» What is being asked
Repeat exactly the lines of the listing below, please, starting with the first and ending with the line containing "or undecodable body."; leave out the rest.
※
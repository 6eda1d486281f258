//! `image-updater init`

use anyhow::{Context, Result};
use clap::Args;
use colored::Colorize;

use updater_core::config::{config_path_at, init_at};

/// Write a starter configuration file.
#[derive(Args, Debug)]
pub struct InitArgs {}

impl InitArgs {
    pub fn run(self) -> Result<()> {
        let home = super::home()?;
        let path = config_path_at(&home);
        let (config, created) = init_at(&home)
            .with_context(|| format!("failed to initialize {}", path.display()))?;

        if created {
            println!("{} Created {}", "✓".green(), path.display());
            println!("  Add registries, repositories and environments, then run `image-updater env list`.");
        } else {
            println!(
                "Config already exists at {} ({} environments)",
                path.display(),
                config.environments.len()
            );
        }
        Ok(())
    }
}
//! Error types for updater-registry.

use thiserror::Error;
use updater_core::ErrorKind;

#[derive(Debug, Error)]
pub enum RegistryError {
    /// Transport failure: DNS, connect, TLS, or timeout.
    #[error("registry {registry} unreachable: {message}")]
    Unreachable { registry: String, message: String },

    /// 401/403 after the single re-authentication attempt.
    #[error("authentication against {registry} failed (HTTP {status})")]
    AuthFailed { registry: String, status: u16 },

    #[error("{resource} not found in registry")]
    NotFound { resource: String },

    /// The manifest HEAD succeeded but carried no `Docker-Content-Digest`.
    #[error("registry returned no digest for {image}:{tag}")]
    DigestUnavailable { image: String, tag: String },

    /// Unexpected status or undecodable body.
    #[error("unexpected response from {registry}: {message}")]
    Protocol { registry: String, message: String },

    #[error("registry client setup failed: {0}")]
    Setup(String),
}

impl RegistryError {
    pub fn kind(&self) -> ErrorKind {
        match self {
            RegistryError::Unreachable { .. } | RegistryError::Protocol { .. } => {
                ErrorKind::RegistryUnreachable
            }
            RegistryError::AuthFailed { .. } => ErrorKind::RegistryAuthFailed,
            RegistryError::NotFound { .. } => ErrorKind::RegistryNotFound,
            RegistryError::DigestUnavailable { .. } => ErrorKind::DigestUnavailable,
            RegistryError::Setup(_) => ErrorKind::Internal,
        }
    }
}

#[cfg(test)]
mod tests {
    use super::*;

    #[test]
    fn kinds_map_onto_taxonomy() {
        let err = RegistryError::DigestUnavailable {
            image: "docker.io/library/nginx".into(),
            tag: "1.25".into(),
        };
        assert_eq!(err.kind(), ErrorKind::DigestUnavailable);
        assert!(err.to_string().contains("nginx:1.25"));

        let err = RegistryError::AuthFailed {
            registry: "ghcr.io".into(),
            status: 401,
        };
        assert_eq!(err.kind().as_str(), "registry-auth-failed");
    }
}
※
» Solution to this exercise
repository 6eda1d486281f258
//! `image-updater init`

use anyhow::{Context, Result};
use clap::Args;
use colored::Colorize;

use updater_core::config::{config_path_at, init_at};

/// Write a starter configuration file.
#[derive(Args, Debug)]
pub struct InitArgs {}

impl InitArgs {
    pub fn run(self) -> Result<()> {
        let home = super::home()?;
        let path = config_path_at(&home);
        let (config, created) = init_at(&home)
            .with_context(|| format!("failed to initialize {}", path.display()))?;

        if created {
            println!("{} Created {}", "✓".green(), path.display());
            println!("  Add registries, repositories and environments, then run `image-updater env list`.");
        } else {
            println!(
                "Config already exists at {} ({} environments)",
                path.display(),
                config.environments.len()
            );
        }
        Ok(())
    }
}
//! Error types for updater-registry.

use thiserror::Error;
use updater_core::ErrorKind;

#[derive(Debug, Error)]
pub enum RegistryError {
    /// Transport failure: DNS, connect, TLS, or timeout.
    #[error("registry {registry} unreachable: {message}")]
    Unreachable { registry: String, message: String },

    /// 401/403 after the single re-authentication attempt.
    #[error("authentication against {registry} failed (HTTP {status})")]
    AuthFailed { registry: String, status: u16 },

    #[error("{resource} not found in registry")]
    NotFound { resource: String },

    /// The manifest HEAD succeeded but carried no `Docker-Content-Digest`.
    #[error("registry returned no digest for {image}:{tag}")]
    DigestUnavailable { image: String, tag: String },

    /// Unexpected status or undecodable body.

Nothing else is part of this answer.